Valencia-based SanLucar has won a Business and Sustainability Award for its commitment to social responsibility.
The prize, promoted in Spain by Banco Sabadell and Levante-EMV newspaper, recognises the good practices of the companies in the Spanish region of Valencia, based on a series of environmental, social and governance criteria.
Out of more than 30 entries to the Social Responsibility category, SanLucar came top for its soup kitchen project in the city of Valencia, an initiative run in conjunction with Coordinadora Solidaria de los Estibadores del Puerto de Valencia (Solidarity Coordinator of the Stevedores of the Port of Valencia).
“We are honoured to have received this award. Especially because it recognises the efforts of the solidarity kitchens, El Puchero and El Puchero Portuario, where 500 people in vulnerable situations are cared for every day,” said Stephan Rötzer, founder and owner of SanLucar.

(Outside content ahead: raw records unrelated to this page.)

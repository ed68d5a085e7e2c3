//! Hardware adapter, bridging real peripherals to the domain port traits.
//!
//! Owns the [`Sampler`] and both output switches, exposing them through
//! [`SamplerPort`] and [`ActuatorPort`].  This is the only module in the
//! system that touches actual hardware.  On non-espidf targets the
//! underlying drivers use cfg-gated simulation stubs.

use crate::app::ports::{ActuatorPort, SamplerPort};
use crate::control::{ActuatorState, Sample};
use crate::drivers::switch::OutputSwitch;
use crate::error::ActuatorError;
use crate::pins;
use crate::sensors::Sampler;

/// Concrete adapter that combines all hardware behind port traits.
pub struct HardwareAdapter {
    sampler: Sampler,
    peltier: OutputSwitch,
    cooler: OutputSwitch,
}

impl HardwareAdapter {
    pub fn new(sampler: Sampler) -> Self {
        Self {
            sampler,
            peltier: OutputSwitch::new("peltier", pins::PELTIER_GPIO),
            cooler: OutputSwitch::new("cooler", pins::COOLER_GPIO),
        }
    }

    /// Levels last written successfully to the output pins.
    pub fn outputs(&self) -> ActuatorState {
        ActuatorState {
            peltier_on: self.peltier.is_on(),
            cooler_on: self.cooler.is_on(),
        }
    }
}

// ── SamplerPort implementation ────────────────────────────────

impl SamplerPort for HardwareAdapter {
    fn sample(&mut self) -> Sample {
        self.sampler.read()
    }
}

// ── ActuatorPort implementation ───────────────────────────────

impl ActuatorPort for HardwareAdapter {
    fn apply(&mut self, state: ActuatorState) -> Result<(), ActuatorError> {
        // A failed first write aborts before the second, so the Peltier is
        // never energised without its cooler.
        if state.peltier_on {
            self.cooler.set(state.cooler_on)?;
            self.peltier.set(true)
        } else {
            self.peltier.set(false)?;
            self.cooler.set(state.cooler_on)
        }
    }
}
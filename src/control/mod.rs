//! Control decision logic: the hysteretic regulator and its alarm set.

pub mod alarms;
pub mod regulator;

pub use alarms::{Alarm, AlarmSet};
pub use regulator::{ActuatorState, Decision, PeltierState, Regulator, Sample};
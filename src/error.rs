//! Unified error types for the regulator firmware.
//!
//! A single `Error` enum that every subsystem can convert into, keeping the
//! top-level control loop's error handling uniform. All variants are `Copy`
//! so they can be passed through the control loop and event sinks without
//! allocation.

use core::fmt;

use crate::config::ConfigError;

// ---------------------------------------------------------------------------
// Top-level firmware error
// ---------------------------------------------------------------------------

/// Every fallible operation in the firmware funnels into this type.
#[derive(Debug, Clone, Copy, PartialEq, Eq)]
pub enum Error {
    /// A sensor could not be read or returned out-of-range data.
    Sensor(SensorError),
    /// An actuator command failed.
    Actuator(ActuatorError),
    /// A configuration constant is inconsistent.
    Config(ConfigError),
    /// Peripheral initialisation failed.
    Init(&'static str),
}

impl fmt::Display for Error {
    fn fmt(&self, f: &mut fmt::Formatter<'_>) -> fmt::Result {
        match self {
            Self::Sensor(e) => write!(f, "sensor: {e}"),
            Self::Actuator(e) => write!(f, "actuator: {e}"),
            Self::Config(e) => write!(f, "config: {e}"),
            Self::Init(msg) => write!(f, "init: {msg}"),
        }
    }
}

impl From<ConfigError> for Error {
    fn from(e: ConfigError) -> Self {
        Self::Config(e)
    }
}

// ---------------------------------------------------------------------------
// Sensor errors
// ---------------------------------------------------------------------------

#[derive(Debug, Clone, Copy, PartialEq, Eq)]
pub enum SensorError {
    /// The DHT11 did not answer the start signal.
    NoResponse,
    /// A bit or handshake edge did not arrive within its time bound.
    Timeout,
    /// Frame checksum did not match the payload.
    ChecksumMismatch,
    /// Reading is outside the physically plausible range.
    OutOfRange,
    /// ADC conversion failed or did not finish within its wait bound.
    AdcReadFailed,
}

impl fmt::Display for SensorError {
    fn fmt(&self, f: &mut fmt::Formatter<'_>) -> fmt::Result {
        match self {
            Self::NoResponse => write!(f, "no response from sensor"),
            Self::Timeout => write!(f, "timed out waiting for sensor"),
            Self::ChecksumMismatch => write!(f, "checksum mismatch"),
            Self::OutOfRange => write!(f, "reading out of range"),
            Self::AdcReadFailed => write!(f, "ADC read failed"),
        }
    }
}

impl From<SensorError> for Error {
    fn from(e: SensorError) -> Self {
        Self::Sensor(e)
    }
}

// ---------------------------------------------------------------------------
// Actuator errors
// ---------------------------------------------------------------------------

#[derive(Debug, Clone, Copy, PartialEq, Eq)]
pub enum ActuatorError {
    /// GPIO level write failed (`output` names the channel).
    GpioWriteFailed { output: &'static str },
}

impl fmt::Display for ActuatorError {
    fn fmt(&self, f: &mut fmt::Formatter<'_>) -> fmt::Result {
        match self {
            Self::GpioWriteFailed { output } => write!(f, "{output} GPIO write failed"),
        }
    }
}

impl From<ActuatorError> for Error {
    fn from(e: ActuatorError) -> Self {
        Self::Actuator(e)
    }
}

// ---------------------------------------------------------------------------
// Convenience Result alias
// ---------------------------------------------------------------------------

/// Firmware-wide `Result` alias.
pub type Result<T> = core::result::Result<T, Error>;
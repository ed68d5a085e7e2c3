//! Hysteretic (bang-bang) Peltier regulator.
//!
//! A pure step function: `(Sample, previous ActuatorState) → Decision`.
//! It owns no I/O and never blocks, so the whole decision table can be
//! exercised on the host.
//!
//! ```text
//!                 T > max+hyst  AND  I in window
//!   ┌────────────┐ ─────────────────────────────▶ ┌─────────┐
//!   │ Disengaged │                                │ Engaged │
//!   └────────────┘ ◀───────────────────────────── └─────────┘
//!                 T < min-hyst  OR  I outside window
//! ```
//!
//! Between the two guards the Peltier keeps its previous state. When both
//! would fire, disengage wins.

use serde::Serialize;

use crate::config::Thresholds;

use super::alarms::{Alarm, AlarmSet};

/// One control-cycle reading. `None` marks a failed read.
#[derive(Debug, Clone, Copy, PartialEq, Default, Serialize)]
pub struct Sample {
    pub temperature_c: Option<f32>,
    pub current_a: Option<f32>,
}

impl Sample {
    pub fn new(temperature_c: Option<f32>, current_a: Option<f32>) -> Self {
        Self {
            temperature_c: temperature_c.filter(|t| t.is_finite()),
            current_a: current_a.filter(|c| c.is_finite()),
        }
    }

    /// Build from raw floats, mapping NaN and infinities to "invalid".
    pub fn from_raw(temperature_c: f32, current_a: f32) -> Self {
        Self::new(Some(temperature_c), Some(current_a))
    }
}

/// Peltier output as a two-state machine.
#[derive(Debug, Clone, Copy, PartialEq, Eq, Serialize)]
pub enum PeltierState {
    Disengaged,
    Engaged,
}

/// Commanded state of the two binary outputs.
#[derive(Debug, Clone, Copy, PartialEq, Eq, Default, Serialize)]
pub struct ActuatorState {
    pub peltier_on: bool,
    pub cooler_on: bool,
}

impl ActuatorState {
    /// Both outputs off; the state at power-on.
    pub const OFF: Self = Self {
        peltier_on: false,
        cooler_on: false,
    };

    pub fn peltier_state(&self) -> PeltierState {
        if self.peltier_on {
            PeltierState::Engaged
        } else {
            PeltierState::Disengaged
        }
    }
}

/// Output of one regulator step.
#[derive(Debug, Clone, Copy, PartialEq, Eq, Serialize)]
pub struct Decision {
    pub state: ActuatorState,
    pub alarms: AlarmSet,
}

pub struct Regulator {
    thresholds: Thresholds,
}

impl Regulator {
    pub const fn new(thresholds: Thresholds) -> Self {
        Self { thresholds }
    }

    pub fn thresholds(&self) -> &Thresholds {
        &self.thresholds
    }

    /// Compute the next actuator state and this cycle's alarms.
    pub fn step(&self, sample: &Sample, prev: ActuatorState) -> Decision {
        let th = &self.thresholds;

        // Invalid current reads as out-of-window.
        let current_ok = sample.current_a.is_some_and(|c| th.current_in_window(c));

        let state = match sample.temperature_c {
            Some(t) => {
                let engage = t > th.engage_above_c() && current_ok;
                let disengage = t < th.disengage_below_c() || !current_ok;
                let peltier_on = if disengage {
                    false
                } else if engage {
                    true
                } else {
                    prev.peltier_on
                };
                ActuatorState {
                    peltier_on,
                    cooler_on: peltier_on || t > th.cooler_assist_above_c(),
                }
            }
            // Sensor fault: hold the last known-good command.
            None => prev,
        };

        Decision {
            state,
            alarms: self.alarms(sample, state),
        }
    }

    /// Alarms are evaluated against the post-decision `state`.
    fn alarms(&self, sample: &Sample, state: ActuatorState) -> AlarmSet {
        let th = &self.thresholds;
        let mut alarms = AlarmSet::EMPTY;

        match sample.current_a {
            Some(c) => {
                alarms.raise_if(Alarm::CurrentLow, c < th.min_current_a && state.peltier_on);
                alarms.raise_if(Alarm::CurrentHigh, c > th.max_current_a);
            }
            None => alarms.insert(Alarm::CurrentSenseFault),
        }

        match sample.temperature_c {
            Some(t) => {
                alarms.raise_if(Alarm::TempCriticalHigh, t > th.critical_high_above_c());
                alarms.raise_if(Alarm::TempCriticalLow, t < th.critical_low_below_c());
            }
            None => alarms.insert(Alarm::SensorFault),
        }

        alarms
    }
}

impl Default for Regulator {
    fn default() -> Self {
        Self::new(Thresholds::REFERENCE)
    }
}
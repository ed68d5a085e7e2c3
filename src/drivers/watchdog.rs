//! Task Watchdog Timer (TWDT) tied to control-loop progress.
//!
//! The TWDT alone only catches a main loop that stops spinning.  A loop
//! that keeps spinning while [`ControlLoop`] stops completing cycles (a
//! sensor read wedged, a cadence that never fires) would leave the Peltier
//! latched with no current interlock, so the watchdog is only fed while the
//! cycle counter keeps advancing.  Once it stalls for longer than the
//! timeout, feeding stops and the TWDT resets the chip.
//!
//! [`ControlLoop`]: crate::app::service::ControlLoop

#[cfg(target_os = "espidf")]
use esp_idf_svc::sys::*;

use log::{error, info};

use crate::config::SystemConfig;

/// Control cycles that may be missed before the chip is reset.
pub const STALL_CYCLES: u32 = 5;

/// TWDT timeout for a given cadence.
pub const fn timeout_ms(config: &SystemConfig) -> u32 {
    config.cycle_period_ms.saturating_mul(STALL_CYCLES)
}

pub struct Watchdog {
    timeout_ms: u32,
    last_cycle: u32,
    /// Tick at which `last_cycle` was first seen; `None` until the first feed.
    progress_at: Option<u32>,
    stalled: bool,
    #[cfg(target_os = "espidf")]
    subscribed: bool,
}

impl Watchdog {
    /// Configure the TWDT for `config`'s cadence and subscribe the calling
    /// task.
    pub fn for_config(config: &SystemConfig) -> Self {
        let timeout_ms = timeout_ms(config);

        #[cfg(target_os = "espidf")]
        let subscribed = unsafe {
            let cfg = esp_task_wdt_config_t {
                timeout_ms,
                idle_core_mask: 0,
                trigger_panic: true,
            };
            let ret = esp_task_wdt_reconfigure(&cfg);
            if ret != ESP_OK {
                log::warn!("TWDT reconfigure returned {} (may already be configured)", ret);
            }
            let ret = esp_task_wdt_add(core::ptr::null_mut());
            if ret != ESP_OK {
                log::warn!("Watchdog: failed to subscribe ({})", ret);
            }
            ret == ESP_OK
        };

        info!(
            "Watchdog: {} ms, reset after {} stalled cycles",
            timeout_ms, STALL_CYCLES
        );

        Self {
            timeout_ms,
            last_cycle: 0,
            progress_at: None,
            stalled: false,
            #[cfg(target_os = "espidf")]
            subscribed,
        }
    }

    pub fn timeout_ms(&self) -> u32 {
        self.timeout_ms
    }

    /// Record the control loop's completed-cycle count at `now_ms` and reset
    /// the TWDT unless the count has been stuck for longer than the timeout.
    ///
    /// Returns whether the TWDT was fed.
    pub fn feed(&mut self, cycles: u32, now_ms: u32) -> bool {
        match self.progress_at {
            Some(_) if cycles == self.last_cycle => {}
            _ => {
                self.last_cycle = cycles;
                self.progress_at = Some(now_ms);
                self.stalled = false;
            }
        }

        if self.cycle_overdue(now_ms) {
            if !self.stalled {
                error!(
                    "Watchdog: no control cycle since #{} for over {} ms, withholding feed",
                    self.last_cycle, self.timeout_ms
                );
                self.stalled = true;
            }
            return false;
        }

        #[cfg(target_os = "espidf")]
        if self.subscribed {
            unsafe {
                esp_task_wdt_reset();
            }
        }
        true
    }

    /// The cycle counter has not moved for longer than the timeout.
    pub fn cycle_overdue(&self, now_ms: u32) -> bool {
        self.progress_at
            .is_some_and(|at| now_ms.wrapping_sub(at) > self.timeout_ms)
    }
}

“We want to share this Prize with our partners in the project, with the human team working in the two solidarity kitchens: from cooks, social workers and volunteers involved in the initiative. And of course, with all the companies and entities without whose donations and selfless collaboration we would not be able to provide service to the users. To all of them, my sincere thanks.”
El Puchero: much more than a plate of food
The first El Puchero solidarity kitchen was opened in 2013 in Valencia’s Orriols neighbourhood. Just five years later, the association Coordinadora Solidaria de los Estibadores del Puerto de Valencia joined the initiative, opening the doors of El Puchero Portuario in the El Marítimo district of Valencia.
The two soup kitchens provide more than 500 vulnerable people with a daily takeaway meal, with the aim of not breaking the habit of eating together as a family, and protecting the dignity of the users.
The project also offers social care to its users with the aim of encouraging their autonomy and providing them with the necessary tools to enable them to be self-sufficient.
Education is also promoted by organising workshops and offering free school support classes for the youngest children, many of whom were unable to continue their studies during the pandemic because they do not have access to a computer or internet, and therefore could not attend the online classes given during the months of lockdown.